Wherever the string "status" shows up in the data below, copy the whole line.

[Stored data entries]
*** Block opens ***
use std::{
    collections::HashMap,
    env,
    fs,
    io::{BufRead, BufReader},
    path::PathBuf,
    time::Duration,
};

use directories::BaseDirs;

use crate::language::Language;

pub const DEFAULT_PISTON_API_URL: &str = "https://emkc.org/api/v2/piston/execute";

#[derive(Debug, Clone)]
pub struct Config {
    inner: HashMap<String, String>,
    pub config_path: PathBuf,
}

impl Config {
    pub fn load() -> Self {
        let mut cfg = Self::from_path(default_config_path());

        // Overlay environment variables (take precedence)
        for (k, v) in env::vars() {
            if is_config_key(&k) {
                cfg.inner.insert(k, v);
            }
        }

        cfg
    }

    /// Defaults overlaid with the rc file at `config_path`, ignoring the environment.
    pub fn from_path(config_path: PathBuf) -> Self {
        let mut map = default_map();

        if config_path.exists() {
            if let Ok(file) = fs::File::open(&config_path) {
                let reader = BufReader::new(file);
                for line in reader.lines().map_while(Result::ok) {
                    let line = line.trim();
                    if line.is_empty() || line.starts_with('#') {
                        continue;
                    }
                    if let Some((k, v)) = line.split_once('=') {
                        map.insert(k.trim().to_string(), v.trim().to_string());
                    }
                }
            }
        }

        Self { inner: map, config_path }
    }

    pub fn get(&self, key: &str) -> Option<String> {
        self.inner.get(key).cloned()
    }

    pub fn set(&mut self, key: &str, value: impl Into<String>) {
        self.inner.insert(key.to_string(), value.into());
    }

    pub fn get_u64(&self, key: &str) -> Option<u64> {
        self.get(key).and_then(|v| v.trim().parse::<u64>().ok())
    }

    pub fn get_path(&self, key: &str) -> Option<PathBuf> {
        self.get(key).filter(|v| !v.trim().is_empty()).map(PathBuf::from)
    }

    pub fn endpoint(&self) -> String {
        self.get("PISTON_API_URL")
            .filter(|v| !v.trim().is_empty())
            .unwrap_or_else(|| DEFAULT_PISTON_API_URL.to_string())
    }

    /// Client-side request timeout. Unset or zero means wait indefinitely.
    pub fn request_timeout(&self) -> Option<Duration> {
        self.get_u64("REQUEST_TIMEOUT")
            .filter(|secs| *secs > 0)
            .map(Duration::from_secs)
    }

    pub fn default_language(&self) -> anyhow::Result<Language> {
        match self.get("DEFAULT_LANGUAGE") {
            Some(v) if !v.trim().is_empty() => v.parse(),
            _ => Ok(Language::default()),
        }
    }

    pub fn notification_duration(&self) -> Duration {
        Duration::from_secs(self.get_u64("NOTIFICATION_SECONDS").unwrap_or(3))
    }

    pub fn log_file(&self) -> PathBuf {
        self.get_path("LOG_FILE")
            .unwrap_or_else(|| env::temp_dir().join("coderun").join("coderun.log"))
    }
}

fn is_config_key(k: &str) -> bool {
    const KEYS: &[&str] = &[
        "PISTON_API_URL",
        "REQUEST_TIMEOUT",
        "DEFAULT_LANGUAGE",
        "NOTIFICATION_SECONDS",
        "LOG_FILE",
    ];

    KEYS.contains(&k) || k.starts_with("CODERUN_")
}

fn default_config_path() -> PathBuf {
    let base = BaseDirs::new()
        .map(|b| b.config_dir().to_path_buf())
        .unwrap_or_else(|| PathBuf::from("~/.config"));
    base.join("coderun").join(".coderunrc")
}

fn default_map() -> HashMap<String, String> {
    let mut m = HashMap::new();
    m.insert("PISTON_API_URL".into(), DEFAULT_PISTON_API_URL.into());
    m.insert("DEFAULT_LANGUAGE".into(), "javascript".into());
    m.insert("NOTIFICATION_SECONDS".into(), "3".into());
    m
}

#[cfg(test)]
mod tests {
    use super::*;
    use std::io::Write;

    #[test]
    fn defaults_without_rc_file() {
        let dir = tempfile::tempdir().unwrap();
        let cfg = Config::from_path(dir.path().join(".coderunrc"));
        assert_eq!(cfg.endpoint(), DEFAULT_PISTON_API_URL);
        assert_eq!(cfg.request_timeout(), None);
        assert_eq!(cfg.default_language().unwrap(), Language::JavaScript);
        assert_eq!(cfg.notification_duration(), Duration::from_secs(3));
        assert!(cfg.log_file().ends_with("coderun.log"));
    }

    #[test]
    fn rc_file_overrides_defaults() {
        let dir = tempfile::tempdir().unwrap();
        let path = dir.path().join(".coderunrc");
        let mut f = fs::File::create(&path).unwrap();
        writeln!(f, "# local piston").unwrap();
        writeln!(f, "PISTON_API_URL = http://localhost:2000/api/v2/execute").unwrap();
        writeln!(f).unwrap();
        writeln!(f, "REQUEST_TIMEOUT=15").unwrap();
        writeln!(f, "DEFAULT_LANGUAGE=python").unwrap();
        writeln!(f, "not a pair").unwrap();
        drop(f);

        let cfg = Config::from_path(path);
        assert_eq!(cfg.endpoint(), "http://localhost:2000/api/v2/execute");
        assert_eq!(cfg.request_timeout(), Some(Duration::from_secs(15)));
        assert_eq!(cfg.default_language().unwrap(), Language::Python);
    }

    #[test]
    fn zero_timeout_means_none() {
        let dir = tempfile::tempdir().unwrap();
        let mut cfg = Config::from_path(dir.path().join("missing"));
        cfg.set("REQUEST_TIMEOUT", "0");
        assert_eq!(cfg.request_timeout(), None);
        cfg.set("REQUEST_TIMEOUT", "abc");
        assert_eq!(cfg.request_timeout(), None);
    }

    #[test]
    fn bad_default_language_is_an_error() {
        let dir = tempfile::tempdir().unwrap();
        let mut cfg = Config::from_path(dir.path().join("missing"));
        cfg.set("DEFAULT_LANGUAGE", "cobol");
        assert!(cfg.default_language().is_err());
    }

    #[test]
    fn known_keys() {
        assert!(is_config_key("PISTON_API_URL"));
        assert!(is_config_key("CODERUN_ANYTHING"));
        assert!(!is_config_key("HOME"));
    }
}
*** Block closes ***
*** Block opens ***
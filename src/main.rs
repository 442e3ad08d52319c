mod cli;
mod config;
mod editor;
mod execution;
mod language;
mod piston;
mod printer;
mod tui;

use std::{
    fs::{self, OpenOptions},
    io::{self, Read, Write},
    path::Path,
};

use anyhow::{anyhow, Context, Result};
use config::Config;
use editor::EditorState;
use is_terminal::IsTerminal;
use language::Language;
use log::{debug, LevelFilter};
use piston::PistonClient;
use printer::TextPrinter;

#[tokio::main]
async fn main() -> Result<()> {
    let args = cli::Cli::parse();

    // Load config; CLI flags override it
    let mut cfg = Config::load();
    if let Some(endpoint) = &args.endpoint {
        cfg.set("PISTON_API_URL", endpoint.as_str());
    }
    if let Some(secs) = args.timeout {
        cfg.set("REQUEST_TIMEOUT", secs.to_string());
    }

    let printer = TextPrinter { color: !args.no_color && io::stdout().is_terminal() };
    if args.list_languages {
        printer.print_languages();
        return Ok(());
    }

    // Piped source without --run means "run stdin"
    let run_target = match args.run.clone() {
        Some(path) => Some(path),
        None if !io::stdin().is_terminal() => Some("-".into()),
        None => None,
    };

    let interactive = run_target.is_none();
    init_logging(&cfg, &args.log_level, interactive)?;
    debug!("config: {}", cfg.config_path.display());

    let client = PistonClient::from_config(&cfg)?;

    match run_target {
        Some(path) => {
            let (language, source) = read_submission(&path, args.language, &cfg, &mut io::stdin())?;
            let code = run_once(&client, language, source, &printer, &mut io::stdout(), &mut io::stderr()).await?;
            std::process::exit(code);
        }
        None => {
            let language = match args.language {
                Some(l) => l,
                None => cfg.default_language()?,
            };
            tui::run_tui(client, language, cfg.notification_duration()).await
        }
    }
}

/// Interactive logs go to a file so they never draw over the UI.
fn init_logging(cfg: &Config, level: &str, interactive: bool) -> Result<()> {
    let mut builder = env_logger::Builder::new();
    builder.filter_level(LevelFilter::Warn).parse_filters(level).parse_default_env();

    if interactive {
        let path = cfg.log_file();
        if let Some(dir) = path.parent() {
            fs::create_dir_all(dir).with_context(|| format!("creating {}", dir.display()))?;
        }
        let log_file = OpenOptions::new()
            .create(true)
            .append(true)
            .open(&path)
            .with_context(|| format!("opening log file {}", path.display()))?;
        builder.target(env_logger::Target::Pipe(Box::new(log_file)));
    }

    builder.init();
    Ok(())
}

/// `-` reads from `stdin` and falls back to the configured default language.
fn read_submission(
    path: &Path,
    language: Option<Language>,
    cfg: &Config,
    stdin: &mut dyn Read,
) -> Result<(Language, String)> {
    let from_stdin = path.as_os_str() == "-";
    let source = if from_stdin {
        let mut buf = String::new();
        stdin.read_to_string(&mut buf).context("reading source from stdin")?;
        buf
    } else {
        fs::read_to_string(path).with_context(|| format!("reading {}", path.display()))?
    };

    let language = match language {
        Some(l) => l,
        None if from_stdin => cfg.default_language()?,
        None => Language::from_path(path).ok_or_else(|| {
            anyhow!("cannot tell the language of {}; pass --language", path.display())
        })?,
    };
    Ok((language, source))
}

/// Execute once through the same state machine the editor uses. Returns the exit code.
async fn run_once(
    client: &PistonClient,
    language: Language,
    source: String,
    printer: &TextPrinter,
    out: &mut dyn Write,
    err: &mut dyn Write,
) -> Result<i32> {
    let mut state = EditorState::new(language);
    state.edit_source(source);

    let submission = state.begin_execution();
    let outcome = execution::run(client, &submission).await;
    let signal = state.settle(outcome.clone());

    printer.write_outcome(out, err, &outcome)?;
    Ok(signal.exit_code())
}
*** Block closes ***
*** Block opens ***
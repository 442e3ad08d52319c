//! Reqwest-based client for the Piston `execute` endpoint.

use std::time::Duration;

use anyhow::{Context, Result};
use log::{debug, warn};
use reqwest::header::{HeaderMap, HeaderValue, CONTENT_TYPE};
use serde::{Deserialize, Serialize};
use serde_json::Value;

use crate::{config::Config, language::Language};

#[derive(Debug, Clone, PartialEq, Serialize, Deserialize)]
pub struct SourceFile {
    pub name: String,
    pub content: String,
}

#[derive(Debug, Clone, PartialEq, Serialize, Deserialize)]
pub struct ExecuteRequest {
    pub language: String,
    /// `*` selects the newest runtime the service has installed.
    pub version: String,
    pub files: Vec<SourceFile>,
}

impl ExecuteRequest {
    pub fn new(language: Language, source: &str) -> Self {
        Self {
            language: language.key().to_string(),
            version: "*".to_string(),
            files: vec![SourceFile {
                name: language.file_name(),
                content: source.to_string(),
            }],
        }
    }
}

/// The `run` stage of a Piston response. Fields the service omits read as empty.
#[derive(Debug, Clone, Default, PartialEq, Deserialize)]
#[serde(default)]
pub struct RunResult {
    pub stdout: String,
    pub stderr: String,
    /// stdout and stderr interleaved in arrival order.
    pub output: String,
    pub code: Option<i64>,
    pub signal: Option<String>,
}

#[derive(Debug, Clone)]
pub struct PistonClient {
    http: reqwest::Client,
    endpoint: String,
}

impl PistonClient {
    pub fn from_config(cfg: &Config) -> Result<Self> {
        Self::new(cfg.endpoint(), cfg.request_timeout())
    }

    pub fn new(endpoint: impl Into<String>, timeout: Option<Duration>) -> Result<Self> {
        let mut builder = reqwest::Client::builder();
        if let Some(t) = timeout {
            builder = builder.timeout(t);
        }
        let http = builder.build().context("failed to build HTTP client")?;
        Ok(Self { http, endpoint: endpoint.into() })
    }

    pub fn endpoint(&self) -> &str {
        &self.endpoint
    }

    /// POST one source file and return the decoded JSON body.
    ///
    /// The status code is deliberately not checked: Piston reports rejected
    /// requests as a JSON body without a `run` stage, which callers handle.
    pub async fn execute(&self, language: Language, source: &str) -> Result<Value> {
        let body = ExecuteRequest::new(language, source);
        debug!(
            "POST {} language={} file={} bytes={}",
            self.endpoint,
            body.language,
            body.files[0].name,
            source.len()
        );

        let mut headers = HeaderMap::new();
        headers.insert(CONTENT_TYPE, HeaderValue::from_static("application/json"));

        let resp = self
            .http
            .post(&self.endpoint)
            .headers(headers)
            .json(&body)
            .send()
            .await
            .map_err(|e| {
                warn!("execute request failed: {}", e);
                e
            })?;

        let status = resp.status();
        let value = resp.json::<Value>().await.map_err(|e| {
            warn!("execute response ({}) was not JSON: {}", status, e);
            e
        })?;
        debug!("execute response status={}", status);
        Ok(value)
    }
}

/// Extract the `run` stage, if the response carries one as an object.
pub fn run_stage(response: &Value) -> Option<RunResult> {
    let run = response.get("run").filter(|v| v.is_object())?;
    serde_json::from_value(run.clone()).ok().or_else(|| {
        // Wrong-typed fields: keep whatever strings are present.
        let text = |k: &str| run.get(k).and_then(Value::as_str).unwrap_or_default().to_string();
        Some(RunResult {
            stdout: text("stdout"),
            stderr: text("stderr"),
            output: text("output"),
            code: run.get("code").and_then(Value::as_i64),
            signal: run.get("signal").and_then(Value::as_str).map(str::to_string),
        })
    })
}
*** Block closes ***
ANSWER SPACE –
    /// The status code is deliberately not checked: Piston reports rejected
        let status = resp.status();
            warn!("execute response ({}) was not JSON: {}", status, e);
        debug!("execute response status={}", status);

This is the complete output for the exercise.